Навстречу выступила одетая в серый саван высокая фигура, с ржавым топором на плече. Савельев чуял, что нельзя показать страх, и сказал первое, что пришло в голову:
– Привет покойничкам! И почем дровишки?
Почудилось, будто из-под капюшона ему улыбнулся гнилой череп…
…Он проснулся, подняв гудящую голову от смятой подушки. Зеленые цифры дешевого китайского будильника показывали три часа ночи.
Не удивительно, что снится всякая гадость: вчерашний день закончился просто отвратительно! Кто бы мог подумать: какие-то идиотские часы с кукушкой, пусть и эксклюзивного исполнения, довели нескольких здоровых мужиков чуть не до нервного расстройства?! Что и говорить, юмор у покойного был специфический, да!
А когда в комнату ворвалась обезумевшая кошка, истошно вереща, к ней тут же присоединилась Нина.
К чести журналистки, та не упала в обморок, и даже не вскочила. Зато вскочил Зайцев, выхватывая пистолет…
Дальше последовали несколько не самых приятных минут. Нина надрывалась, кошка вопила, кукушка в часах орала благим матом, а Вадим как дурак стоял у входа, не зная, что предпринять.
Казанский, наверное, совершенно одурев, принялся ловить кошку, и умудрился прищемить ей хвост. Сконфуженный донельзя Зайцев, спрятав пистолет, присоединился к Хасикяну в деле успокоения «жрицы».
Затем все стражи порядка, чертыхаясь, изучали эти самые часы – сделанные под старину и напоминающие избушку Бабы-Яги. Пришедшая в себя Нина гладила и успокаивала Барсика – домашнего питомца Монго, оказавшегося маленьким котиком сиамской породы. Она плакала и приговаривала, целуя его: «Осиротели мы, маленький!»
А потом Савельев, не глядя, сунул протокол Варваре и распрощался с ней. Но машина спецмедслужбы застряла в пробке, и еще два часа они вынуждены были просидеть в этом жутковатом доме, чтобы сдать мертвеца, слушая всхлипывания Нины.
Потом позвонила Лидия Ровнина и сообщила, что добраться не сможет. Виновата та же пробка, и Савельев, мысленно посылая «леди Ровену» подальше, назначил ей явиться завтра (то есть уже сегодня) в управление.
Потом…
Спать уже не хотелось, но Вадим героически пытался заснуть: потому как день предстоял тяжелый.
Глава вторая. Ода Приапу
Санкт-Петербург, зима 1758 г.
И зачем он тогда выкрикнул «слово и дело»? Наверное, с перепугу. Да и подставлять спину под розги не хотелось. Ведь всего десять дней как был бит за непотребство, учиненное им в доме университетского ректора Крашенинникова.

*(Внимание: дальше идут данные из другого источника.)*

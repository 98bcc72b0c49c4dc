//! Accounts and their credentials.

use std::collections::HashSet;
use std::ops::RangeInclusive;

use chrono::NaiveDateTime;
use rand::Rng;

use crate::catalogue::{
    EMAIL_DOMAINS, FIRST_NAME_SYLLABLES, FIRST_NAME_SYLLABLE_COUNT, LAST_NAME_SYLLABLES,
    LAST_NAME_SYLLABLE_COUNT, PASSWORD_CHARSET,
};
use crate::config::SeedConfig;
use crate::error::{Result, SeedError};
use crate::generate::{pick, random_string, random_timestamp, require_parents};

/// Attempts per row before giving up on a unique email.
const MAX_EMAIL_RETRIES: usize = 1000;

#[derive(Debug, Clone, Copy, PartialEq, Eq, Hash)]
pub enum AccountRole {
    Guest,
    Host,
    Admin,
}

impl AccountRole {
    pub fn as_str(self) -> &'static str {
        match self {
            AccountRole::Guest => "guest",
            AccountRole::Host => "host",
            AccountRole::Admin => "admin",
        }
    }
}

#[derive(Debug, Clone, PartialEq, Eq)]
pub struct NewAccount {
    pub email: String,
    pub first_name: String,
    pub last_name: String,
    pub role: AccountRole,
    pub created_at: NaiveDateTime,
}

#[derive(Debug, Clone, PartialEq, Eq)]
pub struct NewCredential {
    pub account_id: i64,
    pub password_hash: String,
    pub password_updated_at: NaiveDateTime,
}

/// Generate `config.rows` accounts. The last `config.admin_count` are admins;
/// the rest are guests or hosts, with at least one of each when there is room.
pub fn generate_accounts(config: &SeedConfig, rng: &mut impl Rng) -> Result<Vec<NewAccount>> {
    let roles = assign_roles(config.rows, config.admin_count, rng);
    let mut seen_emails = HashSet::with_capacity(config.rows);
    let mut accounts = Vec::with_capacity(config.rows);

    for (row_index, role) in roles.into_iter().enumerate() {
        let mut attempts = 0;
        let (first_name, last_name, email) = loop {
            let first_name = syllable_name(FIRST_NAME_SYLLABLES, FIRST_NAME_SYLLABLE_COUNT, rng);
            let last_name = syllable_name(LAST_NAME_SYLLABLES, LAST_NAME_SYLLABLE_COUNT, rng);
            let email = format!("{}.{}@{}", first_name, last_name, pick(EMAIL_DOMAINS, rng));
            if seen_emails.insert(email.clone()) {
                break (first_name, last_name, email);
            }
            attempts += 1;
            if attempts >= MAX_EMAIL_RETRIES {
                return Err(SeedError::UniqueExhausted {
                    table: "accounts".to_string(),
                    column: "email".to_string(),
                    row_index,
                    max_retries: MAX_EMAIL_RETRIES,
                });
            }
        };

        accounts.push(NewAccount {
            email,
            first_name,
            last_name,
            role,
            created_at: random_timestamp(&config.window, rng),
        });
    }

    Ok(accounts)
}

/// One credential per account id, in the order given.
pub fn generate_credentials(
    config: &SeedConfig,
    account_ids: &[i64],
    rng: &mut impl Rng,
) -> Result<Vec<NewCredential>> {
    require_parents(account_ids, "credentials", "accounts")?;

    Ok(account_ids
        .iter()
        .map(|&account_id| NewCredential {
            account_id,
            password_hash: random_string(PASSWORD_CHARSET, config.password_length, rng),
            password_updated_at: random_timestamp(&config.window, rng),
        })
        .collect())
}

fn syllable_name(
    syllables: &[&str],
    count: RangeInclusive<usize>,
    rng: &mut impl Rng,
) -> String {
    let n = rng.random_range(count);
    (0..n).map(|_| *pick(syllables, rng)).collect()
}

fn assign_roles(rows: usize, admin_count: usize, rng: &mut impl Rng) -> Vec<AccountRole> {
    let regular = rows.saturating_sub(admin_count);
    let mut roles: Vec<AccountRole> = (0..regular)
        .map(|_| {
            if rng.random_bool(0.5) {
                AccountRole::Guest
            } else {
                AccountRole::Host
            }
        })
        .collect();

    if regular >= 2 {
        let has_guest = roles.contains(&AccountRole::Guest);
        let has_host = roles.contains(&AccountRole::Host);
        if !has_guest || !has_host {
            let flip = rng.random_range(0..regular);
            roles[flip] = if has_guest {
                AccountRole::Host
            } else {
                AccountRole::Guest
            };
        }
    }

    roles.extend(std::iter::repeat(AccountRole::Admin).take(rows - regular));
    roles
}

#[cfg(test)]
mod tests {
    use super::*;
    use rand::rngs::StdRng;
    use rand::SeedableRng;

    fn config() -> SeedConfig {
        SeedConfig {
            rng_seed: Some(7),
            ..SeedConfig::default()
        }
    }

    #[test]
    fn test_account_count_and_admins() {
        let config = config();
        let mut rng = StdRng::seed_from_u64(7);
        let accounts = generate_accounts(&config, &mut rng).unwrap();

        assert_eq!(accounts.len(), config.rows);
        let admins = accounts
            .iter()
            .filter(|a| a.role == AccountRole::Admin)
            .count();
        assert_eq!(admins, config.admin_count);
        assert!(accounts[..config.rows - config.admin_count]
            .iter()
            .all(|a| matches!(a.role, AccountRole::Guest | AccountRole::Host)));
    }

    #[test]
    fn test_email_contains_names_and_is_unique() {
        let mut rng = StdRng::seed_from_u64(8);
        let accounts = generate_accounts(&config(), &mut rng).unwrap();

        let mut seen = HashSet::new();
        for account in &accounts {
            assert!(account.email.contains(&account.first_name));
            assert!(account.email.contains(&account.last_name));
            assert!(account.email.starts_with(&format!(
                "{}.{}@",
                account.first_name, account.last_name
            )));
            assert!(seen.insert(account.email.clone()), "duplicate {}", account.email);
        }
    }

    #[test]
    fn test_account_timestamps_in_window() {
        let config = config();
        let mut rng = StdRng::seed_from_u64(9);
        for account in generate_accounts(&config, &mut rng).unwrap() {
            assert!(config.window.contains(account.created_at));
        }
    }

    #[test]
    fn test_guest_and_host_always_present() {
        for seed in 0..200 {
            let mut rng = StdRng::seed_from_u64(seed);
            let roles = assign_roles(5, 3, &mut rng);
            assert!(roles.contains(&AccountRole::Guest));
            assert!(roles.contains(&AccountRole::Host));
            assert_eq!(roles.iter().filter(|r| **r == AccountRole::Admin).count(), 3);
        }
    }

    #[test]
    fn test_all_admins() {
        let mut rng = StdRng::seed_from_u64(1);
        let roles = assign_roles(3, 3, &mut rng);
        assert_eq!(roles, vec![AccountRole::Admin; 3]);
    }

    #[test]
    fn test_name_syllable_counts() {
        let mut rng = StdRng::seed_from_u64(10);
        for _ in 0..100 {
            let first = syllable_name(FIRST_NAME_SYLLABLES, FIRST_NAME_SYLLABLE_COUNT, &mut rng);
            assert!(FIRST_NAME_SYLLABLES.contains(&first.as_str()));
        }
    }

    #[test]
    fn test_credentials_reference_given_accounts() {
        let config = config();
        let account_ids: Vec<i64> = (101..=140).collect();
        let mut rng = StdRng::seed_from_u64(11);
        let credentials = generate_credentials(&config, &account_ids, &mut rng).unwrap();

        assert_eq!(credentials.len(), account_ids.len());
        for (credential, id) in credentials.iter().zip(&account_ids) {
            assert_eq!(credential.account_id, *id);
            assert_eq!(credential.password_hash.len(), config.password_length);
            assert!(credential
                .password_hash
                .bytes()
                .all(|b| PASSWORD_CHARSET.contains(&b)));
            assert!(config.window.contains(credential.password_updated_at));
        }
    }

    #[test]
    fn test_credentials_need_accounts() {
        let mut rng = StdRng::seed_from_u64(12);
        let err = generate_credentials(&config(), &[], &mut rng).unwrap_err();
        assert!(matches!(err, SeedError::MissingParentRows { .. }));
    }
}
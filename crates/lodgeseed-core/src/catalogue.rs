//! # Seed Catalogue
//!
//! Static reference data every generator draws from: name syllables, email
//! domains, cities with their streets and postal codes, listing title words,
//! image types, card brands and the numeric ranges used for prices, ratings
//! and expiry dates.

use std::ops::RangeInclusive;

/// A city the address generator can place a listing in.
#[derive(Debug, Clone, Copy)]
pub struct City {
    pub name: &'static str,
    pub postal_code: &'static str,
    pub country: &'static str,
    pub streets: &'static [&'static str],
    /// Local words for (building, unit); cities without them get no line2.
    pub unit_terms: Option<(&'static str, &'static str)>,
}

pub const CITIES: &[City] = &[
    City {
        name: "berlin",
        postal_code: "10115",
        country: "germany",
        streets: &[
            "unter den linden",
            "friedrichstraße",
            "karl-marx-allee",
            "kurfürstendamm",
            "potsdamer platz",
        ],
        unit_terms: Some(("wohnung", "haustür")),
    },
    City {
        name: "paris",
        postal_code: "75001",
        country: "france",
        streets: &[
            "rue de rivoli",
            "avenue des champs-élysées",
            "boulevard saint-germain",
            "rue mouffetard",
            "rue de la paix",
        ],
        unit_terms: Some(("appartement", "porte")),
    },
    City {
        name: "madrid",
        postal_code: "28001",
        country: "spain",
        streets: &[
            "gran vía",
            "calle de alcalá",
            "paseo del prado",
            "calle mayor",
            "plaza de españa",
        ],
        unit_terms: Some(("piso", "puerta")),
    },
    City {
        name: "rome",
        postal_code: "00184",
        country: "italy",
        streets: &[
            "via del corso",
            "via nazionale",
            "via condotti",
            "via veneto",
            "piazza navona",
        ],
        unit_terms: Some(("scala", "interno")),
    },
    City {
        name: "amsterdam",
        postal_code: "1012 WX",
        country: "netherlands",
        streets: &[
            "damrak",
            "kalverstraat",
            "leidsestraat",
            "prinsengracht",
            "herengracht",
        ],
        unit_terms: Some(("appartement", "verdieping")),
    },
    City {
        name: "vienna",
        postal_code: "1010",
        country: "austria",
        streets: &[
            "karntner straße",
            "mariahilfer straße",
            "graben",
            "ringstraße",
            "naschmarktgasse",
        ],
        unit_terms: Some(("stiege", "tür")),
    },
    City {
        name: "zurich",
        postal_code: "8001",
        country: "switzerland",
        streets: &[
            "bahnhofstrasse",
            "langstrasse",
            "niederdorfstrasse",
            "augustinergasse",
            "seefeldstrasse",
        ],
        unit_terms: Some(("wohnung", "eingang")),
    },
    City {
        name: "oslo",
        postal_code: "0150",
        country: "norway",
        streets: &[
            "karl johans gate",
            "bogstadveien",
            "torggata",
            "akersgata",
            "grünerløkka",
        ],
        unit_terms: Some(("leilighet", "inngang")),
    },
    City {
        name: "prague",
        postal_code: "110 00",
        country: "czech republic",
        streets: &[
            "wenceslas square",
            "narodni trida",
            "parizska",
            "celetna",
            "vaclavske namesti",
        ],
        unit_terms: Some(("byt", "vchod")),
    },
    City {
        name: "copenhagen",
        postal_code: "1050",
        country: "denmark",
        streets: &[
            "stroget",
            "nyhavn",
            "vestergade",
            "norrebrogade",
            "osterbrogade",
        ],
        unit_terms: Some(("lejlighed", "opgang")),
    },
];

pub const HOUSE_NUMBERS: RangeInclusive<u32> = 1..=200;
pub const BUILDING_NUMBERS: RangeInclusive<u32> = 1..=10;
pub const UNIT_NUMBERS: RangeInclusive<u32> = 1..=50;

// === Accounts ===

pub const FIRST_NAME_SYLLABLES: &[&str] = &[
    "roxy", "lola", "ruby", "max", "cassie", "nina", "jett", "lexi", "vera", "trixie", "rico",
    "gigi", "zane", "luna", "dante", "cleo", "raven", "jade", "mila", "axel", "kai", "enzo",
    "finn", "jax", "ryder", "romeo", "blake", "luca", "troy", "asher",
];

/// How many syllables make up a first name.
pub const FIRST_NAME_SYLLABLE_COUNT: RangeInclusive<usize> = 1..=1;

pub const LAST_NAME_SYLLABLES: &[&str] = &[
    "wig", "gle", "pants", "snort", "ington", "bork", "fluff", "bottom", "sniff", "blaster",
    "face", "dozer", "puff", "tastrophe", "sauce", "smash", "nugget", "bucket", "snuggle",
    "muffin", "von", "mc", "the", "nator",
];

/// How many syllables make up a last name.
pub const LAST_NAME_SYLLABLE_COUNT: RangeInclusive<usize> = 1..=3;

pub const EMAIL_DOMAINS: &[&str] = &[
    "spicyinbox.com",
    "luvmail.net",
    "winkhub.org",
    "afterdarkmail.co",
    "smoothoperator.biz",
    "cupidconnect.club",
    "hotbeans.online",
    "saucypigeon.lol",
    "midnightmsg.xyz",
];

/// Characters a generated password hash is made of.
pub const PASSWORD_CHARSET: &[u8] =
    b"abcdefghijklmnopqrstuvwxyzABCDEFGHIJKLMNOPQRSTUVWXYZ0123456789!@#$%^&*()";

// === Accommodations ===

pub const TITLE_ADJECTIVES: &[&str] = &[
    "deranged",
    "glorious",
    "crusty",
    "juicy",
    "feral",
    "moist",
    "sparkly",
    "delirious",
    "grumpy",
    "suspicious",
    "flamboyant",
    "chunky",
    "chaotic",
    "greasy",
    "magnificent",
];

pub const TITLE_NOUNS: &[&str] = &[
    "shack",
    "palace",
    "dumpster",
    "lair",
    "bunker",
    "yurt",
    "situation",
    "compound",
    "crib",
    "shed",
    "mansion",
    "toilet",
    "dojo",
    "fortress",
    "nest",
];

pub const TITLE_CONNECTORS: &[&str] = &[
    "in the middle of",
    "next to",
    "right behind",
    "under",
    "overlooking",
    "adjacent to",
    "across from",
    "beneath",
    "lost inside",
    "deep within",
];

pub const TITLE_LOCATION_ADJECTIVES: &[&str] = &[
    "cursed",
    "radioactive",
    "shady",
    "chaotic",
    "slippery",
    "fermented",
    "haunted",
    "illegal",
    "drippy",
    "glorious",
    "unholy",
    "sticky",
    "vibrating",
    "derelict",
    "spark-coated",
];

pub const TITLE_PLACES: &[&str] = &[
    "yeet canyon",
    "dumpster lagoon",
    "boink mountain",
    "cringe valley",
    "snacc swamp",
    "bongo desert",
    "dripfield",
    "meme gulch",
    "goober bay",
    "fizzle hill",
    "sauce plains",
    "burp island",
    "blorb forest",
    "void beach",
    "chonk cliffs",
];

/// Nightly price in whole currency units; stored as cents.
pub const NIGHTLY_PRICE_UNITS: RangeInclusive<i32> = 50..=500;

// === Images ===

pub const IMAGE_MIMES: &[&str] = &["image/jpeg", "image/png", "image/webp"];

pub const ROOM_TAGS: &[&str] = &[
    "bedroom",
    "bathroom",
    "kitchen",
    "living room",
    "exterior",
    "balcony",
    "garden",
];

pub const IMAGE_CAPTIONS: &[&str] = &[
    "morning light through the blinds",
    "freshly cleaned, mostly",
    "the view nobody asked for",
    "cozy if you squint",
    "as seen on no television",
    "recently renovated by a raccoon",
    "plenty of space for regrets",
    "guests say it smells fine",
];

// === Payments ===

pub const PAYMENT_METHOD_TYPES: &[&str] = &["card", "paypal"];

pub const CARD_BRANDS: &[&str] = &[
    "Visa",
    "Mastercard",
    "American Express",
    "Discover",
    "JCB",
    "Diners Club",
    "UnionPay",
    "Maestro",
];

pub const CARD_LAST4: RangeInclusive<i32> = 0..=9999;
pub const CARD_EXP_MONTHS: RangeInclusive<i32> = 1..=12;
pub const CARD_EXP_YEARS: RangeInclusive<i32> = 2023..=2053;

pub const PAYPAL_ID_PREFIX: &str = "PP-";
pub const PAYPAL_ID_LENGTH: usize = 12;
pub const PAYPAL_ID_CHARSET: &[u8] = b"ABCDEFGHIJKLMNOPQRSTUVWXYZ0123456789";

pub const PAYMENT_STATUSES: &[&str] = &["pending", "succeeded", "failed", "refunded"];

/// Length of a stay; a payment amount is always price × nights.
pub const STAY_NIGHTS: RangeInclusive<i64> = 1..=14;

pub const PAYOUT_ACCOUNT_TYPES: &[&str] = &["bank_account", "paypal"];

// === Reviews, messages, notifications ===

pub const RATINGS: RangeInclusive<i32> = 1..=5;

/// Words per generated review sentence.
pub const REVIEW_WORDS: std::ops::Range<usize> = 6..16;

/// Words per generated chat message.
pub const MESSAGE_WORDS: std::ops::Range<usize> = 3..12;

/// (kind, title) pairs for notification payloads.
pub const NOTIFICATION_KINDS: &[(&str, &str)] = &[
    ("booking_confirmed", "Your booking is confirmed"),
    ("new_message", "You have a new message"),
    ("review_received", "Someone reviewed your stay"),
    ("payout_sent", "Your payout is on its way"),
    ("price_drop", "A saved listing dropped its price"),
];

#[cfg(test)]
mod tests {
    use super::*;

    #[test]
    fn test_every_city_has_streets() {
        for city in CITIES {
            assert!(!city.streets.is_empty(), "{} has no streets", city.name);
        }
    }

    #[test]
    fn test_mimes_have_subtypes() {
        for mime in IMAGE_MIMES {
            let (kind, subtype) = mime.split_once('/').unwrap();
            assert_eq!(kind, "image");
            assert!((3..=4).contains(&subtype.len()));
        }
    }
}
use std::path::PathBuf;

use anyhow::{bail, Result};

use lodgeseed_core::config::{default_sql_files, DEFAULT_SQL_DIR};
use lodgeseed_core::sqlfiles::execute_sql_files;

use crate::args::{Cli, RunSqlArgs};
use crate::commands::{load_config, resolve_db_url};

pub async fn run(cli: &Cli, args: &RunSqlArgs) -> Result<()> {
    let config = load_config(cli)?;
    let db_url = resolve_db_url(cli, config.as_ref())?;

    let dir = match (&args.dir, &config) {
        (Some(dir), _) => dir.clone(),
        (None, Some(cfg)) => cfg.sql_dir(),
        (None, None) => PathBuf::from(DEFAULT_SQL_DIR),
    };
    let files = if !args.files.is_empty() {
        args.files.clone()
    } else {
        config
            .as_ref()
            .map(|c| c.sql_files())
            .unwrap_or_else(default_sql_files)
    };

    let report = execute_sql_files(&db_url, &dir, &files).await?;

    for outcome in &report.outcomes {
        match &outcome.error {
            None => println!("  ✓ {}", outcome.file.display()),
            Some(e) => println!("  ✗ {}\n      {}", outcome.file.display(), e),
        }
    }

    if !report.all_succeeded() {
        bail!(
            "{} of {} SQL files failed",
            report.failed(),
            report.outcomes.len()
        );
    }

    println!("Executed {} SQL files from {}", report.succeeded(), dir.display());
    Ok(())
}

Вообще же, господам студиозусам частенько доставалось на орехи. А ему в особенности.
С того самого дня, когда в мае сорок восьмого года он, ученик Александро-Невской семинарии, а с ним еще четверо недорослей были зачислены в учрежденный при Академии университет, начались его хождения по мукам.
В семинарии что? Зубрежка да молитвы. Шибко не побалуешь. Университет – дело иное. Храм Наук и Учености.
Вместо долгополой рубахи Ивана обрядили в штаны с камзолом, зеленый кафтан, чулки с башмаками, треугольную шляпу. А главное, дали шпагу с портупеей.
Он был вне себя от гордости. Видели б его тятенька с сестрицей! (Матушку к тому времени уже Господь прибрал.)
Вольность! Вольность! Вот о чем мечтается в шестнадцать лет.
Однако не тут-то было. Видать, и университетское начальство помнило о своих молодых летах и многочисленных соблазнах, подстерегающих пылких юношей на каждом шагу. Потому и измыслило для воспитанников иерархию наказаний – общим числом в десять разрядов.
За ослушание начальства подавался рапорт в канцелярию, которая решала дальнейшую судьбу нарушителя, а до тех пор тот находился под караулом. За непослушание ректору – две недели карцера на хлебе и воде, профессорам – неделя карцера; учителям – три дня. За обиду товарища словом – один день карцера, а рукоприкладством – рапорт в канцелярию. За пьянство: при первом уличении – неделя карцера, при втором – две, при третьем – рапорт. За отлучку из общежития без позволения: карцер на усмотрение ректора; потом – вдвое дольше; на третий раз – уже рапорт, как и за кражу сразу. За пропуск лекций или невыученный урок – серый кафтан на разный срок.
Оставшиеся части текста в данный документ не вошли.